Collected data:
• • • • • • •
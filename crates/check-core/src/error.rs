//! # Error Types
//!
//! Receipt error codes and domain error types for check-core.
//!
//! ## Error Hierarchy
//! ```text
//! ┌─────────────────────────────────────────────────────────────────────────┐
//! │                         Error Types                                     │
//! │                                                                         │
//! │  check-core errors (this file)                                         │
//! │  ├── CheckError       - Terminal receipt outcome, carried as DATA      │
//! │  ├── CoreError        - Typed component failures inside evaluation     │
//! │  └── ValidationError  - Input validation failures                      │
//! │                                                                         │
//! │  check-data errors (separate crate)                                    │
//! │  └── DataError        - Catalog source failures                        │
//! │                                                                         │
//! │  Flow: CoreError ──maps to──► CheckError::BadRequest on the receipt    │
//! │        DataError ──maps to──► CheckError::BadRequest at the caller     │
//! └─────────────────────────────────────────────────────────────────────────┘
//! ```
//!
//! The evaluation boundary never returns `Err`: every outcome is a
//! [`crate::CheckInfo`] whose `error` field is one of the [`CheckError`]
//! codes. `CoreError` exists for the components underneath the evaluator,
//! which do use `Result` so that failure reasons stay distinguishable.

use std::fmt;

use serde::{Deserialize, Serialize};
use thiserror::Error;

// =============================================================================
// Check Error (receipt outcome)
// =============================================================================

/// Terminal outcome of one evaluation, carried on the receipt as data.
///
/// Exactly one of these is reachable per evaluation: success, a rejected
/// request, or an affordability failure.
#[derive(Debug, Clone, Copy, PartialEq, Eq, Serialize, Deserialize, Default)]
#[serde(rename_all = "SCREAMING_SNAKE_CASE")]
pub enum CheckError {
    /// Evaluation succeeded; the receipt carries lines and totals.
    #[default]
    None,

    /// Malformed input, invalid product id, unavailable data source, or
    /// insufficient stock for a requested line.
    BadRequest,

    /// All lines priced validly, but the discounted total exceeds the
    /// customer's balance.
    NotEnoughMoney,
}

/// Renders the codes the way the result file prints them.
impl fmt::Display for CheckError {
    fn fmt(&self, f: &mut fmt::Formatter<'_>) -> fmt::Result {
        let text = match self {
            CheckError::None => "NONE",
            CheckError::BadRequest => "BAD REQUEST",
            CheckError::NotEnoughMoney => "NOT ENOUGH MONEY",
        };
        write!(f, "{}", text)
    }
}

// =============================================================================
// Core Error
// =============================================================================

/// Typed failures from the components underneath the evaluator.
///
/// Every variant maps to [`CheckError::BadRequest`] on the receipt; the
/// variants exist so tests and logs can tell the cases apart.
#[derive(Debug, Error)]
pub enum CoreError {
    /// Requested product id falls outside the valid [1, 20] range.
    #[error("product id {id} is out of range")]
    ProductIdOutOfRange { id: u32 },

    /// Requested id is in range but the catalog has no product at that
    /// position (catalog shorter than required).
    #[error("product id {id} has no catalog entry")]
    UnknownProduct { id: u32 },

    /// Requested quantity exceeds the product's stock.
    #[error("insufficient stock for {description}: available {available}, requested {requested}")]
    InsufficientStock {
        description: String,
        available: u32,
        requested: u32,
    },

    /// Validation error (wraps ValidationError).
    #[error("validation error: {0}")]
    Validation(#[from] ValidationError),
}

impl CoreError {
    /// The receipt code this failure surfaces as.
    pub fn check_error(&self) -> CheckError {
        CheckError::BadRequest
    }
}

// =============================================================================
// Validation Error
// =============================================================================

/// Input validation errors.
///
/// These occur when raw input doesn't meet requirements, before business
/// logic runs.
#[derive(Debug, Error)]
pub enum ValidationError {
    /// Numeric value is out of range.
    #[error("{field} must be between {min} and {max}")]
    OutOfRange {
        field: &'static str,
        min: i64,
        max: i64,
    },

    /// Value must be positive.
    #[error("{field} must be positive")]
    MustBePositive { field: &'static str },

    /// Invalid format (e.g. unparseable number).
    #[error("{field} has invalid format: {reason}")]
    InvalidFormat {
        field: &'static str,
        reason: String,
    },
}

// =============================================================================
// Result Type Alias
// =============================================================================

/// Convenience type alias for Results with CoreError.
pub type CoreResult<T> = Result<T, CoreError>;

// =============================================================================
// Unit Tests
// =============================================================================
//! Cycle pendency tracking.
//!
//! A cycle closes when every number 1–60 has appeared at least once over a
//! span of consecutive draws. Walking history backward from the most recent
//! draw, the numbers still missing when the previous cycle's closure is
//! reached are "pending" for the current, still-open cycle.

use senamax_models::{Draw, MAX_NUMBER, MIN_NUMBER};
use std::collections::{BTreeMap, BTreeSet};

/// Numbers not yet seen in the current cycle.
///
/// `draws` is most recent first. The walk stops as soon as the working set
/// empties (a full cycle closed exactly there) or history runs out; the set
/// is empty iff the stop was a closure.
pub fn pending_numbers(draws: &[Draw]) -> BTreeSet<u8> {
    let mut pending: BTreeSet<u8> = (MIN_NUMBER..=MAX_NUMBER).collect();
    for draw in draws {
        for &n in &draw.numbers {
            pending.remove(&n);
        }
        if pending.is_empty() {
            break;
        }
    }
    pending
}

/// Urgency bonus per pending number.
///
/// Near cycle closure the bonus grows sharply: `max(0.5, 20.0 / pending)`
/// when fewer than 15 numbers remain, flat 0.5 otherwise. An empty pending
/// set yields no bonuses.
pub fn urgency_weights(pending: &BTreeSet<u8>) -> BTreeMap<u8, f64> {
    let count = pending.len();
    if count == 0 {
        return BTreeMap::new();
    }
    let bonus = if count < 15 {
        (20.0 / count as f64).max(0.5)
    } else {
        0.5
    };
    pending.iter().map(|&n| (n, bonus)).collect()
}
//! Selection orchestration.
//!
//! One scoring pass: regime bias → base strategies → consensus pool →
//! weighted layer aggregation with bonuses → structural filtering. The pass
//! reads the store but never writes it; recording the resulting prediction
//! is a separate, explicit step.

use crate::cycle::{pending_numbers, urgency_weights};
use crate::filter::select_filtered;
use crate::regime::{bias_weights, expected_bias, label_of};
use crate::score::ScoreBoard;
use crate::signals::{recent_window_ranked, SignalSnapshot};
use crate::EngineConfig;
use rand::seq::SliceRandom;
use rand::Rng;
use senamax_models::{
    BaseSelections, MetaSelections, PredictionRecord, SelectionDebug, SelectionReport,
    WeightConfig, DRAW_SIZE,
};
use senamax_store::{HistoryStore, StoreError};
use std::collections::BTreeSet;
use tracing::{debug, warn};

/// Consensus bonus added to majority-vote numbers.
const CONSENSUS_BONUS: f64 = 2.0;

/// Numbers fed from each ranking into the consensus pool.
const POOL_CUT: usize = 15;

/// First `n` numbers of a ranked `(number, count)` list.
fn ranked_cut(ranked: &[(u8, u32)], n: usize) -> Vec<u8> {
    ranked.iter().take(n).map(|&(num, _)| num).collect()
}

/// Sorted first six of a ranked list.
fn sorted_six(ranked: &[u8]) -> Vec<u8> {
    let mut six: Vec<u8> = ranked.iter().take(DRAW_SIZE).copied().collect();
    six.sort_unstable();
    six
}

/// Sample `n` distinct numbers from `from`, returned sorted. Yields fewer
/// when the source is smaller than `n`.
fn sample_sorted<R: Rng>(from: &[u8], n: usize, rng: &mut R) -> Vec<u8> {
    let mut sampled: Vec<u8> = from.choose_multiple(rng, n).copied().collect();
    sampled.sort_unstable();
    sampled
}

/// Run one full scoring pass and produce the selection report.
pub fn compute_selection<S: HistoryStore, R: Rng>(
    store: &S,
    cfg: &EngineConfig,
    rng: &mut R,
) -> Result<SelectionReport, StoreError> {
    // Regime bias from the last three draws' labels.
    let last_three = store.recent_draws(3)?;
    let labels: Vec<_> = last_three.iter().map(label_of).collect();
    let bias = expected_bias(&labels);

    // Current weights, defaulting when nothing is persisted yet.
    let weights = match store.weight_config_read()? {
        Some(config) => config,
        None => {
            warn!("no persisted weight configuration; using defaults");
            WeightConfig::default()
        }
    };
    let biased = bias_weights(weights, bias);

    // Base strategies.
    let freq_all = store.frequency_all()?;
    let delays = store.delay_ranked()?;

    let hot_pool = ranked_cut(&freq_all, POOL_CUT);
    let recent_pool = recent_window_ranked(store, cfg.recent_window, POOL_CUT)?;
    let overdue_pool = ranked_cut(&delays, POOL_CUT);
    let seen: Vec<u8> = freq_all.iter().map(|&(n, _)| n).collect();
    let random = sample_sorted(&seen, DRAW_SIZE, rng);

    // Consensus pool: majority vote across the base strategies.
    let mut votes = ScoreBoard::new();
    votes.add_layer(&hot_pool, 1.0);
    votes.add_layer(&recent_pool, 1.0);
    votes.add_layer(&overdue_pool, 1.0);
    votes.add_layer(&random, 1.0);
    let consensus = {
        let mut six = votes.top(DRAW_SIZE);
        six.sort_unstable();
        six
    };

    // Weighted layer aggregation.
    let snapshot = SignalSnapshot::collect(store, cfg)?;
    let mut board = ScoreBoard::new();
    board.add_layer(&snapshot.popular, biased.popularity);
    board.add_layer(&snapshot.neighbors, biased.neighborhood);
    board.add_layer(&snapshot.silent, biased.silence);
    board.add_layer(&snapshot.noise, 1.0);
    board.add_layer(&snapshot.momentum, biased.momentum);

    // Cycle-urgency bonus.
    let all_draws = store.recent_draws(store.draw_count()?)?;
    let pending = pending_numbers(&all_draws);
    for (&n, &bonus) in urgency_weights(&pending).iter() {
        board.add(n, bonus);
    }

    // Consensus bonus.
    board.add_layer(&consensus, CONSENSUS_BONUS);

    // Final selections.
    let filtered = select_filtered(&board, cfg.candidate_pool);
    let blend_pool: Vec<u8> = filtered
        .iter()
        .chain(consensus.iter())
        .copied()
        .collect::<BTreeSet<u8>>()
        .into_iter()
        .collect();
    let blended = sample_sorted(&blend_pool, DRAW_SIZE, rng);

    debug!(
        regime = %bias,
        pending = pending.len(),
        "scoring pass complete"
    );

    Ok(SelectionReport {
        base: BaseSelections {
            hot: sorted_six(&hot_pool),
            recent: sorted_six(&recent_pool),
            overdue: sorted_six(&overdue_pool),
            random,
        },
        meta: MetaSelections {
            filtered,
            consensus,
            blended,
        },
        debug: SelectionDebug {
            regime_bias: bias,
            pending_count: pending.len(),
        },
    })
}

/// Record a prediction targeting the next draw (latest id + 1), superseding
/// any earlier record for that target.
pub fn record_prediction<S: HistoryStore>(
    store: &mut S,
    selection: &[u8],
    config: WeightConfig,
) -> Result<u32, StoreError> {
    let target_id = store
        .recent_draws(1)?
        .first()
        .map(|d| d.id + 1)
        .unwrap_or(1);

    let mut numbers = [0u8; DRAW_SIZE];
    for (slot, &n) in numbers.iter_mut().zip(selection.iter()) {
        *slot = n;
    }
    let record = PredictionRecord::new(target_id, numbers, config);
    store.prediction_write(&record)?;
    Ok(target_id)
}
• • • • • • •
• YOUR INSTRUCTIONS:
Pick out each line above that includes "pass" and show it.

• WRITTEN SOLUTION:
//! One scoring pass: regime bias → base strategies → consensus pool →
//! weighted layer aggregation with bonuses → structural filtering. The pass
/// Run one full scoring pass and produce the selection report.
        "scoring pass complete"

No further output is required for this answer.